Stored items:
* * *

//! App - アプリケーション層
//!
//! ports を組み合わせてスケジューラを構成します。
//!
//! # 主要コンポーネント
//! - **Scheduler**: add / cancel / poll と配置ルール
//! - **MigrationSweeper**: future set → ready list の定期移送（lease lock 付き）
//! - **ScheduleClient**: 呼び出し側の入口（型付きヘルパー含む）
//! - **ConsumerGroup**: バケットごとの poll ループ
//! - **AppBuilder**: 構築とワイヤリング

pub mod builder;
pub mod client;
pub mod consumer_loop;
pub mod scheduler;
pub mod sweeper;

pub use self::builder::{App, AppBuilder, BuildError, RunningApp};
pub use self::client::ScheduleClient;
pub use self::consumer_loop::ConsumerGroup;
pub use self::scheduler::{Placement, Scheduler};
pub use self::sweeper::{MigrationSweeper, SweepOutcome, SweepReport};
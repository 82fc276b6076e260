//! Clock port - 時刻の抽象化
//!
//! - **SystemClock**: 本番用
//! - **FixedClock**: テスト用（手動で進められる）

use chrono::{DateTime, Utc};
use std::sync::{Arc, Mutex};

/// Clock は現在時刻を提供
///
/// # テスト容易性
/// - horizon 判定、sweep の score 上限、lease の期限はすべて Clock 経由
/// - テストでは FixedClock を使って時間を進める
pub trait Clock: Send + Sync {
    fn now(&self) -> DateTime<Utc>;

    fn now_millis(&self) -> i64 {
        self.now().timestamp_millis()
    }
}

impl<C: Clock + ?Sized> Clock for Arc<C> {
    fn now(&self) -> DateTime<Utc> {
        (**self).now()
    }
}

/// Wall clock.
#[derive(Debug, Clone, Copy, Default)]
pub struct SystemClock;

impl Clock for SystemClock {
    fn now(&self) -> DateTime<Utc> {
        Utc::now()
    }
}

/// A clock that only moves when told to.
#[derive(Debug)]
pub struct FixedClock {
    now: Mutex<DateTime<Utc>>,
}

impl FixedClock {
    pub fn new(now: DateTime<Utc>) -> Self {
        Self {
            now: Mutex::new(now),
        }
    }

    pub fn advance(&self, by: chrono::Duration) {
        let mut now = self.now.lock().unwrap_or_else(|e| e.into_inner());
        *now += by;
    }
}

impl Clock for FixedClock {
    fn now(&self) -> DateTime<Utc> {
        *self.now.lock().unwrap_or_else(|e| e.into_inner())
    }
}
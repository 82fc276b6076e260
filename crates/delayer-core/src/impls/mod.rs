//! Impls - ports の実装
//!
//! # 含まれる実装
//! - **InMemoryDelayCache**: 開発用・テスト用の共有キャッシュ
//! - **InMemoryTaskStore**: テスト用の正本
//! - **SqliteTaskStore**: rusqlite による永続化された正本
//!
//! 本番で Redis 等を使う場合は、別クレートで `DelayCache` を実装します。

#[cfg(test)]
pub(crate) mod flaky_cache;
pub mod inmem_cache;
pub mod inmem_store;
pub mod sqlite_store;

pub use self::inmem_cache::InMemoryDelayCache;
pub use self::inmem_store::InMemoryTaskStore;
pub use self::sqlite_store::SqliteTaskStore;
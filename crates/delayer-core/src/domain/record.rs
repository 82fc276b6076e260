//! Task store rows: the live record and its audit log.

use chrono::{DateTime, Utc};
use serde::{Deserialize, Serialize};
use std::fmt;

use super::{Task, TaskId};

/// Lifecycle status kept in the task log.
///
/// State transitions:
/// - Scheduled -> Executed (consumed by `poll`)
/// - Scheduled -> Cancelled (`cancel_task`)
#[derive(Debug, Clone, Copy, PartialEq, Eq, Hash, Serialize, Deserialize)]
pub enum TaskStatus {
    Scheduled,
    Executed,
    Cancelled,
}

impl TaskStatus {
    /// Is this a terminal state (no further transitions)?
    pub fn is_terminal(self) -> bool {
        matches!(self, TaskStatus::Executed | TaskStatus::Cancelled)
    }

    /// Integer code used by the SQL backend.
    pub fn code(self) -> i64 {
        match self {
            TaskStatus::Scheduled => 0,
            TaskStatus::Executed => 1,
            TaskStatus::Cancelled => 2,
        }
    }

    pub fn from_code(code: i64) -> Option<Self> {
        match code {
            0 => Some(TaskStatus::Scheduled),
            1 => Some(TaskStatus::Executed),
            2 => Some(TaskStatus::Cancelled),
            _ => None,
        }
    }
}

impl fmt::Display for TaskStatus {
    fn fmt(&self, f: &mut fmt::Formatter<'_>) -> fmt::Result {
        let s = match self {
            TaskStatus::Scheduled => "SCHEDULED",
            TaskStatus::Executed => "EXECUTED",
            TaskStatus::Cancelled => "CANCELLED",
        };
        f.write_str(s)
    }
}

/// One row per live task. Deleted, not archived, when the task terminates.
#[derive(Debug, Clone, PartialEq, Eq)]
pub struct TaskRecord {
    pub task_id: TaskId,
    pub task_type: i32,
    pub priority: i32,
    pub execute_time: DateTime<Utc>,
    pub parameters: Vec<u8>,
}

impl From<&Task> for TaskRecord {
    fn from(task: &Task) -> Self {
        Self {
            task_id: task.task_id,
            task_type: task.task_type,
            priority: task.priority,
            execute_time: task.execute_time,
            parameters: task.parameters.clone(),
        }
    }
}

/// Audit trail entry keyed by task id. Survives record deletion.
///
/// `version` starts at 1 and is bumped on every mutation; the store rejects
/// an update whose version does not follow the stored one.
#[derive(Debug, Clone, PartialEq, Eq)]
pub struct TaskLog {
    pub task_id: TaskId,
    pub task_type: i32,
    pub priority: i32,
    pub execute_time: DateTime<Utc>,
    pub parameters: Vec<u8>,
    pub status: TaskStatus,
    pub version: u32,
}

impl TaskLog {
    /// Initial log for a freshly admitted task.
    pub fn scheduled(task: &Task) -> Self {
        Self {
            task_id: task.task_id,
            task_type: task.task_type,
            priority: task.priority,
            execute_time: task.execute_time,
            parameters: task.parameters.clone(),
            status: TaskStatus::Scheduled,
            version: 1,
        }
    }

    /// Next version of this log with a new status.
    pub fn transition(&self, status: TaskStatus) -> Self {
        Self {
            status,
            version: self.version + 1,
            ..self.clone()
        }
    }

    /// The task as it was placed in the cache.
    pub fn to_task(&self) -> Task {
        Task {
            task_id: self.task_id,
            task_type: self.task_type,
            priority: self.priority,
            execute_time: self.execute_time,
            parameters: self.parameters.clone(),
        }
    }
}

#[cfg(test)]
mod tests {
    use super::*;
    use crate::domain::{Bucket, NewTask};
    use rstest::rstest;
    use ulid::Ulid;

    fn sample_task() -> Task {
        NewTask::new(Bucket::new(100, 50), Utc::now(), vec![1, 2, 3])
            .with_id(TaskId::from_ulid(Ulid::new()))
    }

    #[rstest]
    #[case(TaskStatus::Scheduled, false)]
    #[case(TaskStatus::Executed, true)]
    #[case(TaskStatus::Cancelled, true)]
    fn terminal_states(#[case] status: TaskStatus, #[case] terminal: bool) {
        assert_eq!(status.is_terminal(), terminal);
        assert_eq!(TaskStatus::from_code(status.code()), Some(status));
    }

    #[test]
    fn transition_bumps_version_and_keeps_payload() {
        let task = sample_task();
        let log = TaskLog::scheduled(&task);
        assert_eq!(log.version, 1);
        assert_eq!(log.status, TaskStatus::Scheduled);

        let cancelled = log.transition(TaskStatus::Cancelled);
        assert_eq!(cancelled.version, 2);
        assert_eq!(cancelled.status, TaskStatus::Cancelled);
        assert_eq!(cancelled.to_task(), task);
    }

    #[test]
    fn record_mirrors_task() {
        let task = sample_task();
        let record = TaskRecord::from(&task);
        assert_eq!(record.task_id, task.task_id);
        assert_eq!(record.parameters, task.parameters);
    }
}
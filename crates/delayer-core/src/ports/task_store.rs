//! TaskStore port - タスクの正本（source of truth）
//!
//! TaskStore は以下を管理します：
//! - 生存中のタスク（TaskRecord）。終了時に削除される
//! - 監査ログ（TaskLog）。status と version を持ち、削除されない
//!
//! スケジューリングのロジックは持ちません（純粋なストレージ）。

use async_trait::async_trait;

use crate::domain::{NewTask, StoreError, Task, TaskId, TaskLog, TaskRecord};

/// TaskStore は record と log の永続化を担当
///
/// # 設計原則
/// - `update_log` は楽観ロック：保存済み version が `log.version - 1` でなければ
///   `StoreError::VersionConflict`
/// - `create` は record と初期 log を 1 つの論理ステップで書き込む。
///   トランザクションを持つバックエンドは override する
/// - cache への配置とは同一トランザクションにならない
#[async_trait]
pub trait TaskStore: Send + Sync {
    /// Assigns the id of the next task.
    fn next_task_id(&self) -> TaskId;

    async fn insert_record(&self, task: &Task) -> Result<(), StoreError>;

    /// Deleting an absent record is not an error.
    async fn delete_record(&self, task_id: TaskId) -> Result<(), StoreError>;

    async fn get_record(&self, task_id: TaskId) -> Result<Option<TaskRecord>, StoreError>;

    async fn insert_log(&self, log: &TaskLog) -> Result<(), StoreError>;

    async fn get_log(&self, task_id: TaskId) -> Result<TaskLog, StoreError>;

    async fn update_log(&self, log: &TaskLog) -> Result<(), StoreError>;

    /// Persists a new task: record plus a SCHEDULED log at version 1.
    async fn create(&self, new_task: &NewTask) -> Result<Task, StoreError> {
        let task = new_task.clone().with_id(self.next_task_id());
        self.insert_record(&task).await?;
        self.insert_log(&TaskLog::scheduled(&task)).await?;
        Ok(task)
    }
}
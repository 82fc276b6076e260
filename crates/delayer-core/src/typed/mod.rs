//! Typed - 型付きペイロード API
//!
//! `Task.parameters` は不透明な bytes です。この層で TaskKind ごとの型に対応付けます。
//!
//! - **表層（Typed）**: `TaskKind` trait, `Handler<T>` trait
//! - **内部（Dyn）**: `DynHandler` trait - object-safe, type erasure

pub mod codec;
pub mod handler;
pub mod registry;
pub mod task;

pub use self::codec::PayloadCodec;
pub use self::handler::{DynHandler, Handler, TypedHandler};
pub use self::registry::{RegistryError, TypedRegistry};
pub use self::task::TaskKind;
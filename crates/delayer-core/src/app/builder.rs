//! AppBuilder - アプリケーションの構築とワイヤリング
//!
//! # Fail-fast 設計
//! - store / cache が未設定なら build() で BuildError
//! - expect_kinds() で期待されるバケットに Handler が無ければ BuildError
//! - config は build() 時に検証

use std::sync::Arc;
use std::time::Duration;

use tokio::sync::watch;
use tokio::task::JoinHandle;

use super::client::ScheduleClient;
use super::consumer_loop::ConsumerGroup;
use super::scheduler::Scheduler;
use super::sweeper::MigrationSweeper;
use crate::config::{Config, ConfigError};
use crate::domain::Bucket;
use crate::ports::{Clock, DelayCache, SystemClock, TaskStore};
use crate::typed::{Handler, RegistryError, TaskKind, TypedRegistry};

/// ```ignore
/// let app = AppBuilder::new(config)
///     .store(store)
///     .cache(cache)
///     .register::<ArticleReview, _>(ReviewHandler)?
///     .expect_kinds(&[ArticleReview::bucket()])
///     .build()?;
/// let running = app.start();
/// ```
pub struct AppBuilder {
    config: Config,
    store: Option<Arc<dyn TaskStore>>,
    cache: Option<Arc<dyn DelayCache>>,
    clock: Arc<dyn Clock>,
    registry: TypedRegistry,
    expected: Option<Vec<Bucket>>,
}

#[derive(Debug, thiserror::Error)]
pub enum BuildError {
    #[error("no task store configured")]
    MissingStore,

    #[error("no delay cache configured")]
    MissingCache,

    #[error("no handler registered for buckets {0:?}")]
    MissingHandlers(Vec<Bucket>),

    #[error(transparent)]
    Config(#[from] ConfigError),
}

impl AppBuilder {
    pub fn new(config: Config) -> Self {
        Self {
            config,
            store: None,
            cache: None,
            clock: Arc::new(SystemClock),
            registry: TypedRegistry::new(),
            expected: None,
        }
    }

    pub fn store(mut self, store: Arc<dyn TaskStore>) -> Self {
        self.store = Some(store);
        self
    }

    pub fn cache(mut self, cache: Arc<dyn DelayCache>) -> Self {
        self.cache = Some(cache);
        self
    }

    /// Defaults to [`SystemClock`].
    pub fn clock(mut self, clock: Arc<dyn Clock>) -> Self {
        self.clock = clock;
        self
    }

    pub fn register<T: TaskKind, H: Handler<T> + 'static>(
        mut self,
        handler: H,
    ) -> Result<Self, RegistryError> {
        self.registry.register::<T, H>(handler)?;
        Ok(self)
    }

    pub fn expect_kinds(mut self, buckets: &[Bucket]) -> Self {
        self.expected = Some(buckets.to_vec());
        self
    }

    pub fn build(self) -> Result<App, BuildError> {
        self.config.validate()?;
        let store = self.store.ok_or(BuildError::MissingStore)?;
        let cache = self.cache.ok_or(BuildError::MissingCache)?;

        if let Some(expected) = &self.expected {
            let registered = self.registry.buckets();
            let missing: Vec<Bucket> = expected
                .iter()
                .filter(|b| !registered.contains(b))
                .copied()
                .collect();
            if !missing.is_empty() {
                return Err(BuildError::MissingHandlers(missing));
            }
        }

        let scheduler = Arc::new(Scheduler::new(
            store,
            Arc::clone(&cache),
            Arc::clone(&self.clock),
            &self.config.scheduler,
        ));
        let sweeper = Arc::new(MigrationSweeper::new(
            cache,
            self.clock,
            &self.config.scheduler,
        ));

        Ok(App {
            client: ScheduleClient::new(scheduler),
            sweeper,
            registry: self.registry,
            poll_interval: self.config.consumer.poll_interval(),
        })
    }
}

/// A wired instance, not yet running.
pub struct App {
    pub client: ScheduleClient,
    pub sweeper: Arc<MigrationSweeper>,
    pub registry: TypedRegistry,
    poll_interval: Duration,
}

impl App {
    /// Starts the sweeper and one consumer per registered bucket.
    pub fn start(&self) -> RunningApp {
        let (sweeper_tx, sweeper_rx) = watch::channel(false);
        let sweeper = Arc::clone(&self.sweeper).spawn(sweeper_rx);
        let consumers = ConsumerGroup::spawn(self.client.clone(), &self.registry, self.poll_interval);

        RunningApp {
            sweeper_tx,
            sweeper,
            consumers,
        }
    }
}

pub struct RunningApp {
    sweeper_tx: watch::Sender<bool>,
    sweeper: JoinHandle<()>,
    consumers: ConsumerGroup,
}

impl RunningApp {
    /// Stops taking new work and waits for the loops to exit.
    pub async fn shutdown(self) {
        let _ = self.sweeper_tx.send(true);
        self.consumers.shutdown_and_join().await;
        if let Err(e) = self.sweeper.await {
            tracing::error!(error = %e, "sweeper task panicked");
        }
        tracing::info!("app stopped");
    }
}
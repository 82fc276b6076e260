//! Domain model (ids, tasks, store rows, errors).

pub mod errors;
pub mod ids;
pub mod record;
pub mod task;

pub use self::errors::{CacheError, CodecError, ErrorKind, SchedulerError, StoreError};
pub use self::ids::{LockToken, TaskId};
pub use self::record::{TaskLog, TaskRecord, TaskStatus};
pub use self::task::{Bucket, NewTask, QueueKeys, Task};
//! TaskKind trait - 型付きタスクの定義
//!
//! task_type / priority を型に結び付け、バケットの typo をコンパイル時に排除します。

use serde::Serialize;
use serde::de::DeserializeOwned;

use crate::domain::Bucket;

/// A payload type bound to one bucket.
///
/// ```ignore
/// #[derive(Serialize, Deserialize)]
/// struct ArticleReview {
///     article_id: u64,
/// }
///
/// impl TaskKind for ArticleReview {
///     const TASK_TYPE: i32 = 1001;
///     const PRIORITY: i32 = 1;
/// }
/// ```
pub trait TaskKind: Serialize + DeserializeOwned + Send + Sync + 'static {
    const TASK_TYPE: i32;
    const PRIORITY: i32;

    fn bucket() -> Bucket {
        Bucket::new(Self::TASK_TYPE, Self::PRIORITY)
    }
}
//! Task data carried end to end, and the `{type}_{priority}` bucket it lives in.

use chrono::{DateTime, Utc};
use serde::{Deserialize, Serialize};
use std::fmt;

use super::TaskId;
use super::errors::CodecError;

/// A `{task_type}_{priority}` pair. Every cache structure is keyed by one.
#[derive(Debug, Clone, Copy, PartialEq, Eq, Hash, PartialOrd, Ord, Serialize, Deserialize)]
pub struct Bucket {
    pub task_type: i32,
    pub priority: i32,
}

impl Bucket {
    pub const fn new(task_type: i32, priority: i32) -> Self {
        Self {
            task_type,
            priority,
        }
    }

    /// Key suffix shared by the ready list and the future set.
    pub fn suffix(&self) -> String {
        format!("{}_{}", self.task_type, self.priority)
    }

    /// Inverse of [`Bucket::suffix`].
    pub fn parse_suffix(suffix: &str) -> Option<Self> {
        let (task_type, priority) = suffix.split_once('_')?;
        Some(Self::new(task_type.parse().ok()?, priority.parse().ok()?))
    }
}

impl fmt::Display for Bucket {
    fn fmt(&self, f: &mut fmt::Formatter<'_>) -> fmt::Result {
        write!(f, "{}_{}", self.task_type, self.priority)
    }
}

/// Derives cache keys from buckets.
///
/// The ready list and future set of one bucket share the suffix and differ
/// only in the namespace prefix.
#[derive(Debug, Clone, PartialEq, Eq)]
pub struct QueueKeys {
    ready_prefix: String,
    future_prefix: String,
}

impl QueueKeys {
    pub fn new(ready_prefix: impl Into<String>, future_prefix: impl Into<String>) -> Self {
        Self {
            ready_prefix: ready_prefix.into(),
            future_prefix: future_prefix.into(),
        }
    }

    pub fn ready_prefix(&self) -> &str {
        &self.ready_prefix
    }

    pub fn future_prefix(&self) -> &str {
        &self.future_prefix
    }

    pub fn ready_key(&self, bucket: Bucket) -> String {
        format!("{}{}", self.ready_prefix, bucket.suffix())
    }

    pub fn future_key(&self, bucket: Bucket) -> String {
        format!("{}{}", self.future_prefix, bucket.suffix())
    }

    /// `future:100_50` -> `topic:100_50`. `None` if the key is not a future key.
    pub fn ready_key_for_future(&self, future_key: &str) -> Option<String> {
        future_key
            .strip_prefix(&self.future_prefix)
            .map(|suffix| format!("{}{}", self.ready_prefix, suffix))
    }
}

impl Default for QueueKeys {
    fn default() -> Self {
        Self::new("topic:", "future:")
    }
}

/// Admission input. The id is assigned by the task store.
#[derive(Debug, Clone, PartialEq, Eq)]
pub struct NewTask {
    pub task_type: i32,
    pub priority: i32,
    pub execute_time: DateTime<Utc>,
    pub parameters: Vec<u8>,
}

impl NewTask {
    /// `execute_time` is truncated to millisecond resolution, the resolution
    /// used for cache scores and serialization.
    pub fn new(bucket: Bucket, execute_time: DateTime<Utc>, parameters: Vec<u8>) -> Self {
        Self {
            task_type: bucket.task_type,
            priority: bucket.priority,
            execute_time: truncate_to_millis(execute_time),
            parameters,
        }
    }

    pub fn bucket(&self) -> Bucket {
        Bucket::new(self.task_type, self.priority)
    }

    pub fn with_id(self, task_id: TaskId) -> Task {
        Task {
            task_id,
            task_type: self.task_type,
            priority: self.priority,
            execute_time: truncate_to_millis(self.execute_time),
            parameters: self.parameters,
        }
    }
}

/// A persisted task, as placed in the cache and handed to consumers.
///
/// The JSON form is what the cache stores. Field order is fixed, so a task
/// rebuilt from its log serializes to exactly the bytes placed at admission;
/// value-match removal depends on that.
#[derive(Debug, Clone, PartialEq, Eq, Serialize, Deserialize)]
pub struct Task {
    pub task_id: TaskId,
    pub task_type: i32,
    pub priority: i32,
    #[serde(with = "chrono::serde::ts_milliseconds")]
    pub execute_time: DateTime<Utc>,
    pub parameters: Vec<u8>,
}

impl Task {
    pub fn bucket(&self) -> Bucket {
        Bucket::new(self.task_type, self.priority)
    }

    /// Score used in the future set.
    pub fn score(&self) -> i64 {
        self.execute_time.timestamp_millis()
    }

    pub fn to_json(&self) -> Result<String, CodecError> {
        serde_json::to_string(self).map_err(CodecError::Encode)
    }

    pub fn from_json(json: &str) -> Result<Self, CodecError> {
        serde_json::from_str(json).map_err(CodecError::Decode)
    }
}

pub(crate) fn truncate_to_millis(at: DateTime<Utc>) -> DateTime<Utc> {
    DateTime::from_timestamp_millis(at.timestamp_millis()).unwrap_or(at)
}
use crate::types::{Bucket, EntrySource, PlatformConfig, PlatformSettings, WithdrawalStatus};
use soroban_sdk::{contracttype, Address, String, Symbol, Vec};

#[contracttype]
#[derive(Clone, Debug)]
pub struct RegisteredEvent {
    pub account: Address,
    pub invite_code: Symbol,
    pub referrer: Option<Address>,
}

#[contracttype]
#[derive(Clone, Debug)]
pub struct LedgerEntryEvent {
    pub account: Address,
    pub bucket: Bucket,
    pub source: EntrySource,
    /// Positive for credits, negative for debits
    pub delta: i128,
    pub balance: i128,
}

#[contracttype]
#[derive(Clone, Debug)]
pub struct DepositRequestedEvent {
    pub deposit_id: u64,
    pub account: Address,
    pub amount: i128,
}

#[contracttype]
#[derive(Clone, Debug)]
pub struct DepositApprovedEvent {
    pub deposit_id: u64,
    pub account: Address,
    pub amount: i128,
}

#[contracttype]
#[derive(Clone, Debug)]
pub struct LevelPurchasedEvent {
    pub account: Address,
    pub level_id: u32,
    pub price: i128,
}

#[contracttype]
#[derive(Clone, Debug)]
pub struct CommissionPaidEvent {
    pub origin: Address,
    pub beneficiary: Address,
    pub tier: u32,
    pub amount: i128,
}

#[contracttype]
#[derive(Clone, Debug)]
pub struct TaskCompletedEvent {
    pub account: Address,
    pub level_id: u32,
    pub earnings: i128,
    pub day: u64,
}

#[contracttype]
#[derive(Clone, Debug)]
pub struct WithdrawalRequestedEvent {
    pub withdrawal_id: u64,
    pub account: Address,
    pub amount: i128,
}

#[contracttype]
#[derive(Clone, Debug)]
pub struct WithdrawalStatusEvent {
    pub withdrawal_id: u64,
    pub account: Address,
    pub status: WithdrawalStatus,
}

#[contracttype]
#[derive(Clone, Debug)]
pub struct SpinEvent {
    pub spin_id: u64,
    pub account: Address,
    pub prize: i128,
    pub remaining_spins: u32,
}

#[contracttype]
#[derive(Clone, Debug)]
pub struct SpinsGrantedEvent {
    pub account: Address,
    pub granted: u32,
    pub total: u32,
}

#[contracttype]
#[derive(Clone, Debug)]
pub struct SubscriptionDeactivatedEvent {
    pub account: Address,
    pub level_id: u32,
}

#[contracttype]
#[derive(Clone, Debug)]
pub struct BankDetailsUpdatedEvent {
    pub account: Address,
}

// Admin events

#[contracttype]
#[derive(Clone, Debug)]
pub struct PauseChangedEvent {
    pub admin: Address,
    pub paused: bool,
}

#[contracttype]
#[derive(Clone, Debug)]
pub struct ConfigUpdatedEvent {
    pub admin: Address,
    pub config: PlatformConfig,
}

#[contracttype]
#[derive(Clone, Debug)]
pub struct SettingsUpdatedEvent {
    pub admin: Address,
    pub settings: PlatformSettings,
}

#[contracttype]
#[derive(Clone, Debug)]
pub struct PlatformBankAddedEvent {
    pub admin: Address,
    pub bank_name: String,
    pub count: u32,
}

#[contracttype]
#[derive(Clone, Debug)]
pub struct PrizesUpdatedEvent {
    pub prizes: Vec<i128>,
}

#[contracttype]
#[derive(Clone, Debug)]
pub struct LevelUpsertedEvent {
    pub level_id: u32,
    pub deposit_value: i128,
    pub daily_gain: i128,
}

* * *

EXERCISE GOAL: Your answer should be exactly the lines of the data above, from the first through the line containing "impl Clock for FixedClock".

YOUR RESPONSE:
//! App - アプリケーション層
//!
//! ports を組み合わせてスケジューラを構成します。
//!
//! # 主要コンポーネント
//! - **Scheduler**: add / cancel / poll と配置ルール
//! - **MigrationSweeper**: future set → ready list の定期移送（lease lock 付き）
//! - **ScheduleClient**: 呼び出し側の入口（型付きヘルパー含む）
//! - **ConsumerGroup**: バケットごとの poll ループ
//! - **AppBuilder**: 構築とワイヤリング

pub mod builder;
pub mod client;
pub mod consumer_loop;
pub mod scheduler;
pub mod sweeper;

pub use self::builder::{App, AppBuilder, BuildError, RunningApp};
pub use self::client::ScheduleClient;
pub use self::consumer_loop::ConsumerGroup;
pub use self::scheduler::{Placement, Scheduler};
pub use self::sweeper::{MigrationSweeper, SweepOutcome, SweepReport};
repository 82fc276b6076e260
//! Clock port - 時刻の抽象化
//!
//! - **SystemClock**: 本番用
//! - **FixedClock**: テスト用（手動で進められる）

use chrono::{DateTime, Utc};
use std::sync::{Arc, Mutex};

/// Clock は現在時刻を提供
///
/// # テスト容易性
/// - horizon 判定、sweep の score 上限、lease の期限はすべて Clock 経由
/// - テストでは FixedClock を使って時間を進める
pub trait Clock: Send + Sync {
    fn now(&self) -> DateTime<Utc>;

    fn now_millis(&self) -> i64 {
        self.now().timestamp_millis()
    }
}

impl<C: Clock + ?Sized> Clock for Arc<C> {
    fn now(&self) -> DateTime<Utc> {
        (**self).now()
    }
}

/// Wall clock.
#[derive(Debug, Clone, Copy, Default)]
pub struct SystemClock;

impl Clock for SystemClock {
    fn now(&self) -> DateTime<Utc> {
        Utc::now()
    }
}

/// A clock that only moves when told to.
#[derive(Debug)]
pub struct FixedClock {
    now: Mutex<DateTime<Utc>>,
}

impl FixedClock {
    pub fn new(now: DateTime<Utc>) -> Self {
        Self {
            now: Mutex::new(now),
        }
    }

    pub fn advance(&self, by: chrono::Duration) {
        let mut now = self.now.lock().unwrap_or_else(|e| e.into_inner());
        *now += by;
    }
}

impl Clock for FixedClock {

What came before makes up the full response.